Jody Williams (born 1956) is an American artist, writer, and teacher. She creates and publishes artist's books under the imprint Flying Paper Press in her studio in Minneapolis, Minnesota. She works in a range of media, including artist's books, collages, drawings, etchings, bronze sculptures, and mixed-media boxes that she calls not-empty boxes.

Williams teaches printmaking and book arts at the Minneapolis College of Art and Design and the Minnesota Center for Book Arts.

Early life and education 
Williams grew up near Chicago. She learned to write her name when she was four years old so she could get her own library card, and her love of books eventually led her to making them herself. She credits her love for creating order out of chaos to growing up with five siblings in a family that moved four times before she was ten. In a 2016 artist statement, she wrote, "I found it necessary to keep my possessions small, contained, and protected. As an adult, the compulsion to collect, organize and find containers for things has remained with me, and has directed much of my artwork."

Williams earned a BA cum laude from Carleton College in Northfield, Minnesota, in 1978, and an MFA in printmaking from the Rochester Institute of Technology in Rochester, New York.

Work and career 
Williams is perhaps best known for what art critic of the Minneapolis Star Tribune newspaper Mary Abbe called "meticulously designed miniature books". Williams also constructs intricate multi-part boxes and other containers that display artifacts and natural specimens, along the lines of the 17th-century Wunderkammer, or cabinet of wonders. Her work shows the influence of libraries, books, and research. The inclusion in her art of feathers, grasses, flower petals, seedpods, and other fragile fragments that Williams collects on walks and bike rides reflects her passionate interest in the natural world.

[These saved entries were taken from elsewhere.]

use std::path::PathBuf;

use super::utils::{env_present, env_var, parse_bool_env, parse_env};
use super::{ApiKey, ConfigError, ServerConfig, TlsConfig};

/// Build a configuration from environment variables over the defaults.
pub fn from_env() -> Result<ServerConfig, ConfigError> {
    let mut config = ServerConfig::default();

    // Server
    if let Some(host) = env_var("HOST") {
        config.host = host;
    }
    if let Some(port) = parse_env("PORT")? {
        config.port = port;
    }
    if let Some(secs) = parse_env("CALL_IDLE_TIMEOUT_SECONDS")? {
        config.idle_timeout_seconds = secs;
    }
    config.tls = tls_from_env()?;

    // OpenAI
    config.openai_api_key = env_var("OPENAI_API_KEY").map(ApiKey::from);
    if let Some(url) = env_var("OPENAI_BASE_URL") {
        config.openai_base_url = url;
    }

    // Transcription
    if let Some(provider) = env_var("STT_PROVIDER") {
        config.stt_provider = provider;
    }
    if let Some(model) = env_var("STT_MODEL") {
        config.stt_model = model;
    }
    config.stt_language = env_var("STT_LANGUAGE");

    // Assistant
    if let Some(provider) = env_var("ASSISTANT_PROVIDER") {
        config.assistant_provider = provider;
    }
    if let Some(model) = env_var("ASSISTANT_MODEL") {
        config.assistant_model = model;
    }
    config.assistant_instructions = env_var("ASSISTANT_INSTRUCTIONS");
    config.assistant_temperature = parse_env("ASSISTANT_TEMPERATURE")?;

    // Speech
    if let Some(model) = env_var("TTS_MODEL") {
        config.tts_model = model;
    }
    if let Some(voice) = env_var("TTS_VOICE") {
        config.tts_voice = voice;
    }
    if let Some(speed) = parse_env("TTS_SPEED")? {
        config.tts_speed = speed;
    }

    // Call behaviour
    if let Some(delay) = parse_env("CALL_GREETING_DELAY_MS")? {
        config.greeting_delay_ms = delay;
    }
    if let Some(play) = parse_bool_env("CALL_PLAY_GREETING_TONE")? {
        config.play_greeting_tone = play;
    }
    if let Some(speak_first) = parse_bool_env("CALL_SPEAK_FIRST")? {
        config.speak_first = speak_first;
    }
    config.opening_line = env_var("CALL_OPENING_LINE");
    // An explicitly empty CALL_BANNER turns the banner off
    if env_present("CALL_BANNER") {
        config.banner = env_var("CALL_BANNER");
    }
    if let Some(capacity) = parse_env("CALL_SEND_QUEUE_CAPACITY")? {
        config.send_queue_capacity = capacity;
    }

    // Retry policy
    if let Some(attempts) = parse_env("RETRY_MAX_ATTEMPTS")? {
        config.retry.max_attempts = attempts;
    }
    if let Some(delay) = parse_env("RETRY_INITIAL_DELAY_MS")? {
        config.retry.initial_delay_ms = delay;
    }
    if let Some(delay) = parse_env("RETRY_MAX_DELAY_MS")? {
        config.retry.max_delay_ms = delay;
    }
    if let Some(multiplier) = parse_env("RETRY_BACKOFF_MULTIPLIER")? {
        config.retry.backoff_multiplier = multiplier;
    }
    if let Some(secs) = parse_env("REQUEST_TIMEOUT_SECONDS")? {
        config.request_timeout_seconds = secs;
    }

    // Connection limits
    config.max_websocket_connections = parse_env("MAX_WEBSOCKET_CONNECTIONS")?;
    if let Some(per_ip) = parse_env("MAX_CONNECTIONS_PER_IP")? {
        config.max_connections_per_ip = per_ip;
    }

    Ok(config)
}

fn tls_from_env() -> Result<Option<TlsConfig>, ConfigError> {
    let enabled = parse_bool_env("TLS_ENABLED")?.unwrap_or(false);
    if !enabled {
        return Ok(None);
    }

    match (env_var("TLS_CERT_PATH"), env_var("TLS_KEY_PATH")) {
        (Some(cert), Some(key)) => Ok(Some(TlsConfig {
            cert_path: PathBuf::from(cert),
            key_path: PathBuf::from(key),
        })),
        _ => Err(ConfigError::Invalid(
            "TLS_ENABLED requires TLS_CERT_PATH and TLS_KEY_PATH".to_string(),
        )),
    }
}
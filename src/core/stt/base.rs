//! Base trait and shared types for speech-to-text engines.
//!
//! A call session owns exactly one engine instance. The engine receives one
//! contiguous utterance at a time and is torn down explicitly when the call
//! connection closes.

use async_trait::async_trait;
use std::time::Duration;
use thiserror::Error;

use crate::core::protocol::SAMPLE_RATE;
use crate::core::retry::Retryable;

/// Errors that can occur during transcription.
#[derive(Debug, Error, Clone, PartialEq)]
pub enum STTError {
    /// Invalid or missing engine configuration
    #[error("Configuration error: {0}")]
    ConfigurationError(String),

    /// Credentials were rejected by the provider
    #[error("Authentication failed: {0}")]
    AuthenticationFailed(String),

    /// Transport-level failure talking to the provider
    #[error("Network error: {0}")]
    NetworkError(String),

    /// Provider returned an error response
    #[error("Provider error: {0}")]
    ProviderError(String),

    /// Audio could not be packaged for the provider
    #[error("Audio processing error: {0}")]
    AudioProcessingError(String),

    /// The engine was used after `disconnect`
    #[error("Engine is closed")]
    Closed,
}

impl Retryable for STTError {
    fn is_retryable(&self) -> bool {
        matches!(self, STTError::NetworkError(_) | STTError::ProviderError(_))
    }
}

pub type STTResult<T> = Result<T, STTError>;

/// Default bound for a single provider request.
pub const DEFAULT_REQUEST_TIMEOUT: Duration = Duration::from_secs(30);

/// Configuration shared by all transcription engines.
#[derive(Debug, Clone)]
pub struct STTConfig {
    /// Provider name (e.g. "openai")
    pub provider: String,
    /// API key for the provider
    pub api_key: String,
    /// Optional ISO-639-1 language hint; empty means auto-detect
    pub language: String,
    /// Sample rate of the audio handed to `transcribe`
    pub sample_rate: u32,
    /// Provider model identifier
    pub model: String,
    /// Provider API base URL
    pub base_url: String,
    /// Upper bound for one transcription request
    pub request_timeout: Duration,
}

impl Default for STTConfig {
    fn default() -> Self {
        Self {
            provider: "openai".to_string(),
            api_key: String::new(),
            language: String::new(),
            sample_rate: SAMPLE_RATE,
            model: "whisper-1".to_string(),
            base_url: "https://api.openai.com".to_string(),
            request_timeout: DEFAULT_REQUEST_TIMEOUT,
        }
    }
}

/// Converts a contiguous buffer of mono f32 samples into text.
#[async_trait]
pub trait BaseSTT: Send + Sync {
    /// Transcribe one complete utterance.
    async fn transcribe(&self, samples: &[f32]) -> STTResult<String>;

    /// Release provider resources. Further `transcribe` calls fail with
    /// [`STTError::Closed`].
    async fn disconnect(&mut self) -> STTResult<()>;

    /// Short provider identifier used in logs.
    fn provider_name(&self) -> &'static str;
}

/// Boxed engine handed to a call session.
pub type BoxedSTT = Box<dyn BaseSTT>;

#[cfg(test)]
mod tests {
    use super::*;

    #[test]
    fn test_retryable_classification() {
        assert!(STTError::NetworkError("reset".into()).is_retryable());
        assert!(STTError::ProviderError("503".into()).is_retryable());
        assert!(!STTError::AuthenticationFailed("bad key".into()).is_retryable());
        assert!(!STTError::Closed.is_retryable());
    }

    #[test]
    fn test_default_config_matches_wire_rate() {
        assert_eq!(STTConfig::default().sample_rate, 24_000);
    }
}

Observing, Thinking, Breathing: The Nancy Gast Riss Carleton '77 Cabinet of Wonders, permanently on display at the Gould Library at Carleton College in Northfield, Minnesota, is one of Williams's most complex works. The 48-inch-wide cabinet is divided into "observing", "thinking", and "breathing" sections. Reflecting the liberal-arts environment, it includes a tiny Periodic Table of Elements and beakers; a miniature desk with typewriter and a copy of The Ambassadors by Henry James on it; and samples of water, maple seeds, dried thistles, and other specimens Williams collected from the prairie land and the arboretum on campus.

In 2011 the Twin Cities PBS television show Minnesota Originals featured Williams and her book Small Orders,  a tiny book of prints of invertebrates.

Besides teaching at the Minneapolis College of Art and Design and Minnesota Center for Book Arts, Williams also teaches and lectures across Europe and the United States, including at the University of Iowa Center for the Book.

Form+Content Gallery 
Williams is an early member of Form+Content Gallery, an artist-owned and run gallery in downtown Minneapolis. Members show their own artwork and also curate shows from nonmember artists. Unlike most commercial or institutional galleries, Form+Content allows artists to retain control of their show.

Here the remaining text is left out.